* _AIM OF THE EXERCISE_
Please write out, exactly, every line of the listing from its first line through the one that includes "the build directory.".

* _DATA FOR REVIEW_
+ + +
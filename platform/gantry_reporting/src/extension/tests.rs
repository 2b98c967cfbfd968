use super::*;
use pretty_assertions::assert_eq;

fn extension() -> ReportingExtension {
    ReportingExtension::new(ProjectLayout::new("/work/app", "app"))
}

#[test]
fn test_constants() {
    assert_eq!(ReportingExtension::NAME, "reporting");
    assert_eq!(ReportingExtension::DEFAULT_REPORTS_DIR_NAME, "reports");
}

#[test]
fn test_conventional_base_directory() {
    let reporting = extension();

    assert_eq!(reporting.base_directory(), PathBuf::from("/work/app/build/reports"));
    assert!(!reporting.has_explicit_base_directory());
}

#[test]
fn test_convention_follows_build_dir() {
    let mut reporting = extension();
    reporting.set_build_dir("out");

    assert_eq!(reporting.base_directory(), PathBuf::from("/work/app/out/reports"));
    assert_eq!(
        reporting.file("tests/index.html"),
        PathBuf::from("/work/app/out/reports/tests/index.html")
    );
}

#[test]
fn test_explicit_base_directory() {
    let mut reporting = extension();
    reporting.set_base_directory("our-reports");

    assert_eq!(reporting.base_directory(), PathBuf::from("/work/app/our-reports"));
    assert!(reporting.has_explicit_base_directory());

    // An explicit directory no longer follows the build directory.
    reporting.set_build_dir("out");
    assert_eq!(reporting.base_directory(), PathBuf::from("/work/app/our-reports"));

    reporting.reset_base_directory();
    assert_eq!(reporting.base_directory(), PathBuf::from("/work/app/out/reports"));
}

#[test]
fn test_absolute_base_directory() {
    let mut reporting = extension();
    reporting.set_base_directory("/var/reports");
    assert_eq!(reporting.base_directory(), PathBuf::from("/var/reports"));
}

#[test]
fn test_file_is_resolved_lazily() {
    let mut reporting = extension();
    let before = reporting.file("problems/problems-report.json");
    reporting.set_base_directory("elsewhere");
    let after = reporting.file("problems/problems-report.json");

    assert_eq!(
        before,
        PathBuf::from("/work/app/build/reports/problems/problems-report.json")
    );
    assert_eq!(
        after,
        PathBuf::from("/work/app/elsewhere/problems/problems-report.json")
    );
}

#[test]
fn test_file_normalizes() {
    let reporting = extension();

    assert_eq!(
        reporting.file("./a/../b/c.txt"),
        PathBuf::from("/work/app/build/reports/b/c.txt")
    );
    assert_eq!(reporting.file("../logs"), PathBuf::from("/work/app/build/logs"));
}

#[test]
fn test_file_keeps_absolute_paths() {
    assert_eq!(extension().file("/tmp/x.json"), PathBuf::from("/tmp/x.json"));
}

#[test]
fn test_normalize_edges() {
    assert_eq!(normalize(Path::new("/../a")), PathBuf::from("/a"));
    assert_eq!(normalize(Path::new("../a/./b")), PathBuf::from("../a/b"));
    assert_eq!(normalize(Path::new("a/b/../../..")), PathBuf::from(".."));
}

#[test]
fn test_api_doc_title() {
    assert_eq!(extension().api_doc_title(), "app API");

    let versioned = ReportingExtension::new(
        ProjectLayout::new("/work/app", "app").with_version("1.2"),
    );
    assert_eq!(versioned.api_doc_title(), "app 1.2 API");

    let unspecified = ReportingExtension::new(
        ProjectLayout::new("/work/app", "app").with_version("unspecified"),
    );
    assert_eq!(unspecified.api_doc_title(), "app API");
}

#[test]
fn test_layout_accessors() {
    let layout = ProjectLayout::new("/work/app/./", "app").with_build_dir("/tmp/build");

    assert_eq!(layout.project_dir(), Path::new("/work/app"));
    assert_eq!(layout.build_dir(), Path::new("/tmp/build"));
    assert_eq!(layout.name(), "app");
    assert_eq!(layout.version(), None);
}

#[test]
fn test_reports_container() {
    let mut reporting = extension();
    assert!(reporting.reports().is_empty());

    assert!(reporting
        .reports_mut()
        .register(crate::SimpleReport::new("html", "HTML", crate::OutputType::Directory))
        .is_ok());
    assert_eq!(reporting.reports().len(), 1);
}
+ + +
* _REPLY TO THE TASK_
filename platform/gantry_reporting/src/extension/tests.rs
repository 2b98c967cfbfd968
use super::*;
use pretty_assertions::assert_eq;

fn extension() -> ReportingExtension {
    ReportingExtension::new(ProjectLayout::new("/work/app", "app"))
}

#[test]
fn test_constants() {
    assert_eq!(ReportingExtension::NAME, "reporting");
    assert_eq!(ReportingExtension::DEFAULT_REPORTS_DIR_NAME, "reports");
}

#[test]
fn test_conventional_base_directory() {
    let reporting = extension();

    assert_eq!(reporting.base_directory(), PathBuf::from("/work/app/build/reports"));
    assert!(!reporting.has_explicit_base_directory());
}

#[test]
fn test_convention_follows_build_dir() {
    let mut reporting = extension();
    reporting.set_build_dir("out");

    assert_eq!(reporting.base_directory(), PathBuf::from("/work/app/out/reports"));
    assert_eq!(
        reporting.file("tests/index.html"),
        PathBuf::from("/work/app/out/reports/tests/index.html")
    );
}

#[test]
fn test_explicit_base_directory() {
    let mut reporting = extension();
    reporting.set_base_directory("our-reports");

    assert_eq!(reporting.base_directory(), PathBuf::from("/work/app/our-reports"));
    assert!(reporting.has_explicit_base_directory());

    // An explicit directory no longer follows the build directory.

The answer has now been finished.